03/16/2012 03:54 EDT | Updated 05/16/2012 05:12 EDT

WHO hopes controversial bird flu studies will be published by summer

The top influenza official at the World Health Organization is hoping bird flu studies currently in publishing limbo will be released by the time the agency hosts a second meeting on the controversy this summer.

The date for the meeting hasn't yet been set, but the Geneva-based global health agency is looking at mid-summer, Dr. Keiji Fukuda says.

A major break in the impasse would be needed for that to happen. As things currently stand, revised versions of the two studies are due to be presented late this month to the U.S. biosecurity panel that earlier recommended against their full publication.

The meeting of the National Science Advisory Board for Biosecurity is scheduled for March 29 and 30, sources say. The board has been asked by the U.S. Department of Health and Human Services to review the reworked manuscripts to see if the changes elicit a different opinion on whether the full studies should be published.

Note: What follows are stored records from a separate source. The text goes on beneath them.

/// Structured logging for the energy bill prediction service
///
/// Provides context-rich logging with component tags, request or file
/// identifiers, timestamps, and severity levels. Supports both console
/// output and file-based logging for long-running deployments.

use chrono::Utc;
use std::fmt;
use std::fs::OpenOptions;
use std::io::Write;
use std::str::FromStr;
use std::sync::Mutex;

use crate::model::PredictError;

// ---------------------------------------------------------------------------
// Log Levels
// ---------------------------------------------------------------------------

#[derive(Debug, Clone, Copy, PartialEq, Eq, PartialOrd, Ord)]
pub enum LogLevel {
    Debug,
    Info,
    Warning,
    Error,
}

impl fmt::Display for LogLevel {
    fn fmt(&self, f: &mut fmt::Formatter<'_>) -> fmt::Result {
        match self {
            LogLevel::Debug => write!(f, "DEBUG"),
            LogLevel::Info => write!(f, "INFO"),
            LogLevel::Warning => write!(f, "WARN"),
            LogLevel::Error => write!(f, "ERROR"),
        }
    }
}

impl FromStr for LogLevel {
    type Err = String;

    fn from_str(s: &str) -> Result<Self, Self::Err> {
        match s.trim().to_ascii_lowercase().as_str() {
            "debug" => Ok(LogLevel::Debug),
            "info" => Ok(LogLevel::Info),
            "warn" | "warning" => Ok(LogLevel::Warning),
            "error" => Ok(LogLevel::Error),
            other => Err(format!("unknown log level '{}'", other)),
        }
    }
}

// ---------------------------------------------------------------------------
// Components
// ---------------------------------------------------------------------------

#[derive(Debug, Clone, PartialEq, Eq)]
pub enum Component {
    Artifacts,
    Predict,
    Http,
    Config,
    System,
}

impl fmt::Display for Component {
    fn fmt(&self, f: &mut fmt::Formatter<'_>) -> fmt::Result {
        match self {
            Component::Artifacts => write!(f, "ARTIFACTS"),
            Component::Predict => write!(f, "PREDICT"),
            Component::Http => write!(f, "HTTP"),
            Component::Config => write!(f, "CONFIG"),
            Component::System => write!(f, "SYS"),
        }
    }
}

// ---------------------------------------------------------------------------
// Failure Classification
// ---------------------------------------------------------------------------

#[derive(Debug, Clone, PartialEq, Eq)]
pub enum FailureType {
    /// The caller sent something we cannot use
    Input,
    /// The scaler or model rejected a well-formed request
    Inference,
}

impl fmt::Display for FailureType {
    fn fmt(&self, f: &mut fmt::Formatter<'_>) -> fmt::Result {
        match self {
            FailureType::Input => write!(f, "INPUT"),
            FailureType::Inference => write!(f, "INFERENCE"),
        }
    }
}

// ---------------------------------------------------------------------------
// Logger Configuration
// ---------------------------------------------------------------------------

/// Global logger instance
static LOGGER: Mutex<Option<Logger>> = Mutex::new(None);

pub struct Logger {
    /// Minimum log level to display
    min_level: LogLevel,
    /// Optional file path for logging
    log_file: Option<String>,
    /// Whether to include timestamps in console output
    console_timestamps: bool,
}

impl Logger {
    /// Initialize the global logger
    pub fn init(min_level: LogLevel, log_file: Option<String>, console_timestamps: bool) {
        let logger = Logger {
            min_level,
            log_file,
            console_timestamps,
        };

        match LOGGER.lock() {
            Ok(mut slot) => *slot = Some(logger),
            Err(poisoned) => *poisoned.into_inner() = Some(logger),
        }
    }

    fn format_entry(level: LogLevel, component: &Component, context: Option<&str>, message: &str) -> String {
        let timestamp = Utc::now().format("%Y-%m-%d %H:%M:%S UTC");
        let context_part = context.map(|c| format!(" [{}]", c)).unwrap_or_default();
        format!("{} {} {}{}: {}", timestamp, level, component, context_part, message)
    }

    fn log(&self, level: LogLevel, component: &Component, context: Option<&str>, message: &str) {
        if level < self.min_level {
            return;
        }

        let log_entry = Self::format_entry(level, component, context, message);
        let context_part = context.map(|c| format!(" [{}]", c)).unwrap_or_default();

        // Console output
        if self.console_timestamps {
            match level {
                LogLevel::Error | LogLevel::Warning => eprintln!("{}", log_entry),
                LogLevel::Info | LogLevel::Debug => println!("{}", log_entry),
            }
        } else {
            match level {
                LogLevel::Error => eprintln!("   ✗ {}{}: {}", component, context_part, message),
                LogLevel::Warning => eprintln!("   ⚠ {}{}: {}", component, context_part, message),
                LogLevel::Info => println!("   {}", message),
                LogLevel::Debug => println!("   [DEBUG] {}{}: {}", component, context_part, message),
            }
        }

        // File output
        if let Some(ref path) = self.log_file {
            if let Err(e) = Self::append_to_file(path, &log_entry) {
                eprintln!("Failed to write to log file {}: {}", path, e);
            }
        }
    }

    fn append_to_file(path: &str, entry: &str) -> std::io::Result<()> {
        let mut file = OpenOptions::new()
            .create(true)
            .append(true)
            .open(path)?;
        writeln!(file, "{}", entry)?;
        Ok(())
    }
}

// ---------------------------------------------------------------------------
// Public Logging Functions
// ---------------------------------------------------------------------------

/// Initialize the global logger
pub fn init_logger(min_level: LogLevel, log_file: Option<&str>, console_timestamps: bool) {
    Logger::init(min_level, log_file.map(String::from), console_timestamps);
}

fn emit(level: LogLevel, component: Component, context: Option<&str>, message: &str) {
    // Logging before init is a no-op, as is logging after a panic poisoned the lock.
    if let Ok(guard) = LOGGER.lock() {
        if let Some(logger) = guard.as_ref() {
            logger.log(level, &component, context, message);
        }
    }
}

/// Log a general informational message
pub fn info(component: Component, context: Option<&str>, message: &str) {
    emit(LogLevel::Info, component, context, message);
}

/// Log a warning message
pub fn warn(component: Component, context: Option<&str>, message: &str) {
    emit(LogLevel::Warning, component, context, message);
}

/// Log an error message
pub fn error(component: Component, context: Option<&str>, message: &str) {
    emit(LogLevel::Error, component, context, message);
}

/// Log a debug message
pub fn debug(component: Component, context: Option<&str>, message: &str) {
    emit(LogLevel::Debug, component, context, message);
}

// ---------------------------------------------------------------------------
// Structured Failure Logging
// ---------------------------------------------------------------------------

/// Classify a prediction failure by where it originated
pub fn classify_predict_failure(err: &PredictError) -> FailureType {
    if err.is_input_error() {
        FailureType::Input
    } else {
        FailureType::Inference
    }
}

/// Log a prediction failure with automatic classification.
///
/// Bad input is the caller's problem and only warrants a warning; an
/// inference failure on valid input means the artifacts are wrong.
pub fn log_predict_failure(request_id: &str, err: &PredictError) {
    let failure_type = classify_predict_failure(err);
    let message = format!("prediction failed [{}]: {}", failure_type, err);

    match failure_type {
        FailureType::Input => warn(Component::Predict, Some(request_id), &message),
        FailureType::Inference => error(Component::Predict, Some(request_id), &message),
    }
}

#[cfg(test)]
mod tests {
    use super::*;

    #[test]
    fn test_log_level_ordering() {
        assert!(LogLevel::Debug < LogLevel::Info);
        assert!(LogLevel::Info < LogLevel::Warning);
        assert!(LogLevel::Warning < LogLevel::Error);
    }

    #[test]
    fn test_log_level_parsing() {
        assert_eq!("info".parse::<LogLevel>(), Ok(LogLevel::Info));
        assert_eq!(" WARN ".parse::<LogLevel>(), Ok(LogLevel::Warning));
        assert_eq!("warning".parse::<LogLevel>(), Ok(LogLevel::Warning));
        assert!("loud".parse::<LogLevel>().is_err());
    }

    #[test]
    fn test_failure_classification() {
        let missing = PredictError::MissingField("home_size");
        assert_eq!(classify_predict_failure(&missing), FailureType::Input);

        let month = PredictError::InvalidMonth("march".to_string());
        assert_eq!(classify_predict_failure(&month), FailureType::Input);

        let inference = PredictError::Inference("non-finite estimate".to_string());
        assert_eq!(classify_predict_failure(&inference), FailureType::Inference);
    }

    #[test]
    fn test_entry_format_includes_component_and_context() {
        let entry = Logger::format_entry(LogLevel::Warning, &Component::Predict, Some("req-7"), "bad month");
        assert!(entry.ends_with("WARN PREDICT [req-7]: bad month"), "{}", entry);

        let entry = Logger::format_entry(LogLevel::Info, &Component::System, None, "ready");
        assert!(entry.ends_with("INFO SYS: ready"), "{}", entry);
    }
}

Fukuda, who is assistant director-general for health security and environment, says the WHO's second meeting on the studies and the challenging related issues they pose will take place regardless of the publication status of the papers at the time.

"The timing of the second meeting is not predicated on the moratorium being ended or the papers being out. But we would like to move as quickly as possible,'' he says.

The moratorium Fukuda refers to is a promise, made by the world's leading influenza scientists, not to conduct further study for the time being into what might make H5N1 avian flu viruses transmit among mammals — including maybe humans. Originally a 60-day research pause which would have expired in late March, there is currently no fixed date for the moratorium to end.

The ongoing controversy was triggered by work, conducted at Erasmus Medical Centre in Rotterdam, the Netherlands, and the University of Wisconsin-Madison, that created versions of — or in the American case, a hybrid of — H5N1 viruses that spread easily among ferrets.

It's impossible to test the virus in humans, so an animal model must be used. Ferrets are generally considered to be the best model for predicting how a flu virus might behave in humans.

The studies, done with funding from the U.S. National Institute of Allergy and Infectious Diseases, were accepted for publication in the journals Science and Nature.

But the NSABB was asked first to review them to see if they constituted so-called dual-use research — legitimate research which could be used for nefarious ends. And in November, the NSABB recommended that the studies be published in abbreviated form only, to prevent others from trying to repeat the work.

The WHO, which was asked to help broker a solution, hosted a meeting in mid-February where participants concluded redacting the papers would be unworkable and they should be published in their entirety.

It also agreed to host another or other meetings to look at related issues raised by the controversy.

Fukuda says the agency is still trying to figure out which and how many topics should be discussed at the summer meeting, and is considering opening that process up to outsiders. The planners are mulling over the idea of soliciting suggestions of top priorities via a website.

Fukuda does not expect the meeting to address the question of whether researchers should continue to try to puzzle out why H5N1 doesn't currently spread among people and what changes the viruses would need to make to acquire that ability.

"If you ask the question 'Should we continue to try to understand the basis of transmissibility of these viruses,' then I think the answer is a clear 'Yes,'" he says.

"In the same way that if you were to say 'Do we need to understand what makes these viruses so peculiarly dangerous and lethal,' the answer would be 'Yes.'"

Fukuda suggests the pertinent issue is how to do the work while taking full account of concerns over safety.

"I think technically speaking there's an awful lot of really smart scientists out there. And if the question is 'How do we understand transmissibility and get the information and do it in a way which is relatively safer?' my guess is that there will probably be a number of different answers."

He says the hope is that the meeting won't simply explore questions, but get to answers as well. "Those are some of the things we really will want to try to get out of the meeting. Not just discussion, but also ways for going forward to begin to actually resolve some of the dilemmas."

As it plans for the meeting, the WHO has been focusing on the challenge of communications, trying to figure out how to frame the discussions for different groups in the dispute.

"The reasons why we want to do that is that . . . an endless back and forth discussion which is just simply 'We are right and you are wrong' doesn't get us anywhere," Fukuda says.

"The high-level scientists who deal with influenza don't necessarily need to understand about the research better, but perhaps to understand that research takes place in a social context is important to understand.... But non-scientists — people in the biosecurity world or the political sphere — may need to know research like this isn't cooked up overnight."